If there is a pattern to the weather, it is this: the days begin fine, but as the hours pass, haze thickens over the sun, and mid-morning sees clouds rolling in. By early afternoon the sun is gone and a uniform, lowering gray strips color from the light. Next, the isolated drop --- was that rain or a pigeon winging overhead? A scatter of drops, striking like a handful of dropped peas. The tourists lined up to climb the campanile in the Piazza del Duomo shudder; some have come armed with umbrellas, but many not.
A rainstorm is a prime opportunity for the ambulanti. As the downpour begins, selfie-sticks vanish, replaced by cheap umbrellas and ponchos. Interestingly, the ambulanti shelter beneath sturdy, wind-resistant umbrellas, quite different from the flimsy products they are selling. They work the crowds briskly, tracking the hapless tourists whose soaked clothes are beginning to cling to their skin. "Ombrello? Poncho?"

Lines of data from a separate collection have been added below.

//! The dual-tier token store.
//!
//! A bearer token may live in the durable tier (survives restarts), the
//! session tier (lives as long as the process), or both. This is the only
//! place that knows how the two are kept in step.

use std::sync::Arc;

use tracing::{debug, warn};

use super::{StorageTier, REMEMBER_KEY, TOKEN_KEY};

#[derive(Clone)]
pub struct TokenStore {
    durable: Arc<dyn StorageTier>,
    session: Arc<dyn StorageTier>,
}

impl TokenStore {
    pub fn new(durable: Arc<dyn StorageTier>, session: Arc<dyn StorageTier>) -> Self {
        Self { durable, session }
    }

    /// The durable tier, for preferences that share it.
    pub fn durable(&self) -> &Arc<dyn StorageTier> {
        &self.durable
    }

    pub fn session(&self) -> &Arc<dyn StorageTier> {
        &self.session
    }

    /// Session-tier token if present, else durable-tier token.
    pub fn read(&self) -> Option<String> {
        self.session_token().or_else(|| self.durable_token())
    }

    pub fn has_token(&self) -> bool {
        self.read().is_some()
    }

    pub fn is_remembered(&self) -> bool {
        get(&*self.durable, REMEMBER_KEY).as_deref() == Some("true")
    }

    /// Persist a freshly issued token.
    ///
    /// With `remember` the token goes to both tiers and the marker is set.
    /// Without it only the session tier holds it and any durable copy is removed.
    pub fn write(&self, token: &str, remember: bool) {
        debug!(remember, "writing token");
        if remember {
            set(&*self.durable, TOKEN_KEY, token);
            set(&*self.durable, REMEMBER_KEY, "true");
        } else {
            remove(&*self.durable, TOKEN_KEY);
            remove(&*self.durable, REMEMBER_KEY);
        }
        set(&*self.session, TOKEN_KEY, token);
    }

    /// Fill gaps between the tiers. Never replaces a populated session token.
    ///
    /// - session empty, durable set: durable → session
    /// - durable empty, session set, remember marker set: session → durable
    pub fn reconcile(&self) {
        match (self.session_token(), self.durable_token()) {
            (None, Some(durable)) => {
                debug!("restoring session token from durable storage");
                set(&*self.session, TOKEN_KEY, &durable);
            }
            (Some(session), None) if self.is_remembered() => {
                debug!("restoring durable token from session storage");
                set(&*self.durable, TOKEN_KEY, &session);
            }
            _ => {}
        }
    }

    /// Remove the token and the remember marker from both tiers.
    pub fn clear(&self) {
        debug!("clearing tokens from all tiers");
        remove(&*self.durable, TOKEN_KEY);
        remove(&*self.durable, REMEMBER_KEY);
        remove(&*self.session, TOKEN_KEY);
    }

    fn session_token(&self) -> Option<String> {
        get(&*self.session, TOKEN_KEY).filter(|t| !t.is_empty())
    }

    fn durable_token(&self) -> Option<String> {
        get(&*self.durable, TOKEN_KEY).filter(|t| !t.is_empty())
    }
}

// Tier failures degrade to "absent"; a broken tier must not take the session down.

fn get(tier: &dyn StorageTier, key: &str) -> Option<String> {
    tier.get(key).unwrap_or_else(|e| {
        warn!(tier = tier.name(), key, error = %e, "storage read failed");
        None
    })
}

fn set(tier: &dyn StorageTier, key: &str, value: &str) {
    if let Err(e) = tier.set(key, value) {
        warn!(tier = tier.name(), key, error = %e, "storage write failed");
    }
}

fn remove(tier: &dyn StorageTier, key: &str) {
    if let Err(e) = tier.remove(key) {
        warn!(tier = tier.name(), key, error = %e, "storage remove failed");
    }
}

Even the gypsy girls have joined the act. They've put their plastic coin cups away and are flogging umbrellas for all they are worth. Mysteriously, they don't use their own products, but prefer to hurry about unprotected, water streaming down their black braids and cotton garments.
Sales are brisk. As the rain wets, then silvers, the ancient stones, multi-colored, rain-resistant flowers bloom across the piazza. Navigating the crowds, never easy at the best of times, becomes even more perilous. Now you must think three dimensionally --- it is not enough to avoid running into people; you must also monitor the height of your umbrella, ensuring that it does not strike its twin and the two rip apart like jetliners that have had an unhappy meeting in the sky.
Adding to the chaos are the bicycles, which have not ceased to roll through the crowds. The natives of Florence have perfected the perilous art of steering their bicycles with one hand, while holding an umbrella in the other. It is quite a feat: dangerous, dashing, and slightly demented.
If you happen to be a shy street photographer, nervous about the reaction of your subjects should you be detected making a picture, then a rainstorm is a prime opportunity. People become distracted during a downpour, so intent on keeping dry while hurrying for shelter, that they will fail to notice you. Hold your umbrella with three fingers of your left hand. Steady your camera with your right hand and the thumb and finger of your left. Move slowly through the crowds, snapping away as if you were invisible. In fact, you nearly are.
On some afternoons, the deluge will steady into a soaking rain, settling in and driving away even the most dedicated tourist. Pools grow between the cobbled piazza stones. Isolated lowspots fill, overflow, and join into larger puddles. The wet-slicked stones shine in the failing light, as Florence reveals a splendor that is displayed only when it rains.